Items listed in a dataset
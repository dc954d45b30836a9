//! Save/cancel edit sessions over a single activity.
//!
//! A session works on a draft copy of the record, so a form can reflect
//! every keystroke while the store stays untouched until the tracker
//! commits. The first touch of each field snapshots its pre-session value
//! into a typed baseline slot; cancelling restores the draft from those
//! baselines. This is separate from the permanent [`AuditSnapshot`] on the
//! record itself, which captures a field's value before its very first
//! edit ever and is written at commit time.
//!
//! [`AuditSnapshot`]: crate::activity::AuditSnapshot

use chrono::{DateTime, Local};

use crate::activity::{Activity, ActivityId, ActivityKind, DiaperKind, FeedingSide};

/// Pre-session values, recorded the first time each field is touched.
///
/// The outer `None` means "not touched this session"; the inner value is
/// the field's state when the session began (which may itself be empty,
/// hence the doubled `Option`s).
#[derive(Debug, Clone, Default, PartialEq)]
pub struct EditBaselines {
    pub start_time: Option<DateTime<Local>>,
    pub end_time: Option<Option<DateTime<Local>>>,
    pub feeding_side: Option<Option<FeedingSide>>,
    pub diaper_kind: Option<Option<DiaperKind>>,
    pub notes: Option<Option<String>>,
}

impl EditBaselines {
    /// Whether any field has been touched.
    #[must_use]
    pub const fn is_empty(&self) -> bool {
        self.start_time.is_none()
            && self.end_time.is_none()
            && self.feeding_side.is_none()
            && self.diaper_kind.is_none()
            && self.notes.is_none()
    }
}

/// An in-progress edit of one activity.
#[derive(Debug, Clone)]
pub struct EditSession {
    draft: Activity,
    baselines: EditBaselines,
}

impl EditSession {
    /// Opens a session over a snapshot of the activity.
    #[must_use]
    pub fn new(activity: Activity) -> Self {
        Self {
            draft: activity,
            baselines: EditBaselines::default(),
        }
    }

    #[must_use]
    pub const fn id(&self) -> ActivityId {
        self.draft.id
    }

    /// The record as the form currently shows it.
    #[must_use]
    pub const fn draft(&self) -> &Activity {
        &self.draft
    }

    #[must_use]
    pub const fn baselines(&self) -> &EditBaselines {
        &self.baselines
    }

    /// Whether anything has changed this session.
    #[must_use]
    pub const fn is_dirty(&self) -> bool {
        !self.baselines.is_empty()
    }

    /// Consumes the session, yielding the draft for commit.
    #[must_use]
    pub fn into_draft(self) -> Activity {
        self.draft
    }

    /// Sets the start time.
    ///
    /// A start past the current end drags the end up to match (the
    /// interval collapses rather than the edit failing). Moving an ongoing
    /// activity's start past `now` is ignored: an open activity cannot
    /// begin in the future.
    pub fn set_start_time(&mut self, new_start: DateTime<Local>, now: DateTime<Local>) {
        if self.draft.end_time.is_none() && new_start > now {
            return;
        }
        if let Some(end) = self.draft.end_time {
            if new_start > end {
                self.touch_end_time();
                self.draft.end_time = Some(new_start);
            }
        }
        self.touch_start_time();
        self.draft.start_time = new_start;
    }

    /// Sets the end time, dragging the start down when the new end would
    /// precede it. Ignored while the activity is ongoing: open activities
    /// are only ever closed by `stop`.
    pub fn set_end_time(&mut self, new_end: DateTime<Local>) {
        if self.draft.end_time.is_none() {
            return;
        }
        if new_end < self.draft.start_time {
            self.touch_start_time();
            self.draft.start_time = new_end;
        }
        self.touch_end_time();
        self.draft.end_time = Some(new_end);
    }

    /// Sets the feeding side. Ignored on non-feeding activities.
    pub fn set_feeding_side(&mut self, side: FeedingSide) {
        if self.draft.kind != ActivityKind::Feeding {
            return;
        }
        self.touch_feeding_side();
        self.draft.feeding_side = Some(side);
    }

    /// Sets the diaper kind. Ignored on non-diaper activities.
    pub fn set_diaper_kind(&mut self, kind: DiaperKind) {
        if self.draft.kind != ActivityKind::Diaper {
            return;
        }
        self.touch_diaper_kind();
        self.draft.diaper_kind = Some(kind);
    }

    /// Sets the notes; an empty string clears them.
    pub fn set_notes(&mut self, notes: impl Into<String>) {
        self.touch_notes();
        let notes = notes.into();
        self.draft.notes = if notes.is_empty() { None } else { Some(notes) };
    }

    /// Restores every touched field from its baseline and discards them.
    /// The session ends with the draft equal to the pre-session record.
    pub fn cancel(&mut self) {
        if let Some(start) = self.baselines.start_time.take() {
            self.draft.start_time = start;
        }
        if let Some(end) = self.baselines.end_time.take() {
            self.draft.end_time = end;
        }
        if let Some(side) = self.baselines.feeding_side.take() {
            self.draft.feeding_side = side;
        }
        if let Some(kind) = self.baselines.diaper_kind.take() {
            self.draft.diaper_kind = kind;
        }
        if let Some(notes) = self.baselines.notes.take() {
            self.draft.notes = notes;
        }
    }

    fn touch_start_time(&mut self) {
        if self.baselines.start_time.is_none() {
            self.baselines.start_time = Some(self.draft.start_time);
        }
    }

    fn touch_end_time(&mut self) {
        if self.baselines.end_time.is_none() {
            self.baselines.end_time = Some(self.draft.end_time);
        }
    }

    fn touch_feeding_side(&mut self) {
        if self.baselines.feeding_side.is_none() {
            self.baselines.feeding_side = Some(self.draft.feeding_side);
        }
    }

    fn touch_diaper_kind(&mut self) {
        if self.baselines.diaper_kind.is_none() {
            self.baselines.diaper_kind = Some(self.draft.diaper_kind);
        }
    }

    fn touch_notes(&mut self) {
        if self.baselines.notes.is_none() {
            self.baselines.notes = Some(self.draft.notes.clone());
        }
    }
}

- [Assignment]:
Lines to set down from above: the line with "on non-feeding activities.", the line with "pub fn cancel(&mut", and every line between, each exactly as written.

- [Solution to this problem]:
    /// Sets the feeding side. Ignored on non-feeding activities.
    pub fn set_feeding_side(&mut self, side: FeedingSide) {
        if self.draft.kind != ActivityKind::Feeding {
            return;
        }
        self.touch_feeding_side();
        self.draft.feeding_side = Some(side);
    }

    /// Sets the diaper kind. Ignored on non-diaper activities.
    pub fn set_diaper_kind(&mut self, kind: DiaperKind) {
        if self.draft.kind != ActivityKind::Diaper {
            return;
        }
        self.touch_diaper_kind();
        self.draft.diaper_kind = Some(kind);
    }

    /// Sets the notes; an empty string clears them.
    pub fn set_notes(&mut self, notes: impl Into<String>) {
        self.touch_notes();
        let notes = notes.into();
        self.draft.notes = if notes.is_empty() { None } else { Some(notes) };
    }

    /// Restores every touched field from its baseline and discards them.
    /// The session ends with the draft equal to the pre-session record.
    pub fn cancel(&mut self) {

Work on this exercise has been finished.